Here’s Barry Ritholtz for Bloomberg: “According to documents provided to Bloomberg View by someone with knowledge of Pimco’s bonus policies, the numbers break down like this: Gross earned $US290 million as his year-end bonus for 2013. Mohamed El-Erian, Pimco’s former chief executive officer and one-time heir apparent to Gross, received $US230 million (El-Erian is a fellow Bloomberg View contributor).”
It should go without saying those are just astronomical numbers.
What’s odd about this is that PIMCO’s flagship Total Return Fund, which was managed by Gross, was an underperformer during this period.
But First, A Statement From PIMCO
“While PIMCO does not comment on compensation, the figures provided to Bloomberg are not correct. For more than three decades, PIMCO’s Managing Directors have maintained a substantial interest in the firm, currently 30% of profits and this provides an important means to attract and retain the best investment talent to serve our clients,” said a PIMCO spokesperson.
Drama At Newport Beach
PIMCO is a fund behemoth with a whopping $US1.47 trillion in assets under management as of September 30, 2014.
The firm attracted a lot of unwanted attention when then CEO Mohamed El-Erian shocked the world with his surprise resignation.

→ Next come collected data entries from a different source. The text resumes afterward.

//! Geometry actors
//!
//! A `GeometryActor` keeps one persistent backend model per mesh revision and
//! places it into every frame through a fresh [`Renderable`]. Property and
//! texture changes only rebuild the material; a new mesh rebuilds the
//! geometry and its model.

use crate::backend::{ObjectHandle, ObjectKind, Param, RayBackend};
use crate::foundation::collections::Revision;
use crate::foundation::math::{Transform, Vec2, Vec3, Vec4};

use super::material::SurfaceProperty;
use super::participant::{FrameContext, Renderable, SceneParticipant};
use super::texture::Texture;
use super::RenderResult;

/// Indexed triangle mesh with optional per-vertex attributes
#[derive(Debug, Clone, Default)]
pub struct TriangleMesh {
    /// Vertex positions
    pub vertices: Vec<Vec3>,
    /// Triangle vertex indices
    pub indices: Vec<[u32; 3]>,
    /// Per-vertex normals
    pub normals: Option<Vec<Vec3>>,
    /// Per-vertex RGBA colors, overriding the material color
    pub colors: Option<Vec<Vec4>>,
    /// Per-vertex texture coordinates
    pub texcoords: Option<Vec<Vec2>>,
}

impl TriangleMesh {
    /// Mesh from positions and indices only
    pub fn new(vertices: Vec<Vec3>, indices: Vec<[u32; 3]>) -> Self {
        Self {
            vertices,
            indices,
            ..Self::default()
        }
    }

    /// Whether there is anything to draw
    pub fn is_empty(&self) -> bool {
        self.vertices.is_empty() || self.indices.is_empty()
    }

    fn upload(&self, backend: &mut dyn RayBackend, material: ObjectHandle) -> RenderResult<ObjectHandle> {
        let geometry = backend.create(ObjectKind::Triangles)?;
        backend.set_param(geometry, "vertex", Param::Vec3Array(self.vertices.clone()))?;
        backend.set_param(geometry, "index", Param::IndexArray(self.indices.clone()))?;
        if let Some(normals) = &self.normals {
            backend.set_param(geometry, "vertex.normal", Param::Vec3Array(normals.clone()))?;
        }
        if let Some(colors) = &self.colors {
            backend.set_param(geometry, "vertex.color", Param::Vec4Array(colors.clone()))?;
        }
        if let Some(texcoords) = &self.texcoords {
            backend.set_param(geometry, "vertex.texcoord", Param::Vec2Array(texcoords.clone()))?;
        }
        backend.set_param(geometry, "material", Param::Object(material))?;
        backend.commit(geometry)?;
        Ok(geometry)
    }
}

/// Binding counter of the actor plus the bound texture's own revision
type TextureState = (Revision, Option<Revision>);

/// Backend objects built from one set of revisions
#[derive(Debug, Clone)]
struct BuiltModel {
    model: ObjectHandle,
    geometry: ObjectHandle,
    material: ObjectHandle,
    texture: Option<ObjectHandle>,
    mesh_revision: Revision,
    property_revision: Revision,
    texture_state: TextureState,
}

/// Surface geometry owned by the host scene
#[derive(Debug, Clone)]
pub struct GeometryActor {
    mesh: TriangleMesh,
    mesh_revision: Revision,
    property: SurfaceProperty,
    texture: Option<Texture>,
    texture_binding: Revision,
    transform: Transform,
    visible: bool,
    moved: bool,
    observed: Option<(Revision, Revision, TextureState)>,
    built: Option<BuiltModel>,
    last_renderable: Option<Renderable>,
    reported_empty: bool,
}

impl GeometryActor {
    /// Actor drawing `mesh` with `property`
    pub fn new(mesh: TriangleMesh, property: SurfaceProperty) -> Self {
        Self {
            mesh,
            mesh_revision: Revision::new(),
            property,
            texture: None,
            texture_binding: Revision::new(),
            transform: Transform::identity(),
            visible: true,
            moved: false,
            observed: None,
            built: None,
            last_renderable: None,
            reported_empty: false,
        }
    }

    /// Current mesh
    pub const fn mesh(&self) -> &TriangleMesh {
        &self.mesh
    }

    /// Replace the mesh
    pub fn set_mesh(&mut self, mesh: TriangleMesh) {
        self.mesh = mesh;
        self.mesh_revision.bump();
        self.reported_empty = false;
    }

    /// Surface property
    pub const fn property(&self) -> &SurfaceProperty {
        &self.property
    }

    /// Mutable surface property; edits are picked up through its revision
    pub fn property_mut(&mut self) -> &mut SurfaceProperty {
        &mut self.property
    }

    /// Bind or unbind a diffuse texture
    pub fn set_texture(&mut self, texture: Option<Texture>) {
        self.texture = texture;
        self.texture_binding.bump();
    }

    /// Mutable texture, if bound
    pub fn texture_mut(&mut self) -> Option<&mut Texture> {
        self.texture.as_mut()
    }

    /// Placement of the actor
    pub const fn transform(&self) -> &Transform {
        &self.transform
    }

    /// Move the actor
    pub fn set_transform(&mut self, transform: Transform) {
        self.transform = transform;
        self.moved = true;
    }

    /// Show or hide the actor
    pub fn set_visible(&mut self, visible: bool) {
        if self.visible != visible {
            self.visible = visible;
            self.moved = true;
        }
    }

    /// Renderable submitted in the most recent frame
    pub const fn last_renderable(&self) -> Option<Renderable> {
        self.last_renderable
    }

    /// Persistent backend model, once built
    pub fn backend_model(&self) -> Option<ObjectHandle> {
        self.built.as_ref().map(|built| built.model)
    }

    fn texture_state(&self) -> TextureState {
        (self.texture_binding, self.texture.as_ref().map(Texture::revision))
    }

    fn revisions(&self) -> (Revision, Revision, TextureState) {
        (self.mesh_revision, self.property.revision(), self.texture_state())
    }

    /// Bring the persistent model up to date, rebuilding only stale parts
    fn sync_model(&mut self, backend: &mut dyn RayBackend) -> RenderResult<ObjectHandle> {
        let texture_state = self.texture_state();

        if let Some(built) = self.built.as_mut() {
            if built.mesh_revision == self.mesh_revision {
                let texture_stale = built.texture_state != texture_state;
                if texture_stale {
                    if let Some(old) = built.texture.take() {
                        backend.release(old);
                    }
                    built.texture = match &self.texture {
                        Some(texture) => Some(texture.upload(backend)?),
                        None => None,
                    };
                    built.texture_state = texture_state;
                }
                if texture_stale || built.property_revision != self.property.revision() {
                    backend.release(built.material);
                    built.material = self.property.to_backend_material(backend, built.texture)?;
                    built.property_revision = self.property.revision();
                    backend.set_param(built.geometry, "material", Param::Object(built.material))?;
                    backend.commit(built.geometry)?;
                    backend.commit(built.model)?;
                    log::debug!("Rebuilt material for geometry actor");
                }
                return Ok(built.model);
            }
        }

        self.release_model(backend);
        let texture = match &self.texture {
            Some(texture) => Some(texture.upload(backend)?),
            None => None,
        };
        let material = self.property.to_backend_material(backend, texture)?;
        let geometry = self.mesh.upload(backend, material)?;
        let model = backend.create(ObjectKind::Model)?;
        backend.add_to_model(model, geometry)?;
        backend.commit(model)?;
        log::debug!(
            "Built geometry model: {} vertices, {} triangles",
            self.mesh.vertices.len(),
            self.mesh.indices.len()
        );

        self.built = Some(BuiltModel {
            model,
            geometry,
            material,
            texture,
            mesh_revision: self.mesh_revision,
            property_revision: self.property.revision(),
            texture_state,
        });
        Ok(model)
    }

    fn release_model(&mut self, backend: &mut dyn RayBackend) {
        if let Some(built) = self.built.take() {
            backend.release(built.model);
            backend.release(built.geometry);
            backend.release(built.material);
            if let Some(texture) = built.texture {
                backend.release(texture);
            }
        }
    }
}

impl SceneParticipant for GeometryActor {
    fn is_visible(&self) -> bool {
        self.visible
    }

    fn take_changed(&mut self) -> bool {
        let now = self.revisions();
        let changed = std::mem::take(&mut self.moved) || self.observed != Some(now);
        self.observed = Some(now);
        changed
    }

    fn contribute(&mut self, frame: &mut FrameContext<'_>) -> RenderResult<()> {
        self.last_renderable = None;
        if self.mesh.is_empty() {
            if !self.reported_empty {
                log::error!("Geometry actor has no triangles; nothing submitted");
                self.reported_empty = true;
            }
            return Ok(());
        }
        let model = self.sync_model(&mut *frame.backend)?;
        let renderable = Renderable::register(frame, model, &self.transform.to_matrix())?;
        self.last_renderable = Some(renderable);
        Ok(())
    }

    fn release(&mut self, backend: &mut dyn RayBackend) {
        self.release_model(backend);
        self.last_renderable = None;
    }
}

That was quickly followed by a series of stories from the WSJ and Reuters about the unorthodox management style of founder and then-co-CIO Bill Gross.
Meanwhile, the Total Return Fund booked 16 straight months of outflows through August for a cumulative total amount of about $US68 billion.
And after around nine months of drama, Gross rocked the finance industry with his own resignation announcement in September.
In September, the Total Return Fund experienced a breath-taking $US23.5 billion in net outflows.
“Of note, the largest daily outflow occurred on the day of Bill Gross’s resignation from the firm, while outflows on the two following days were considerably smaller,” PIMCO said in an October 1 press release.
Gross is now manager of Janus’ tiny Unconstrained Bond Fund. According to Bloomberg’s Mary Childs, the fund’s assets under management more than quintupled to $US442.9 million.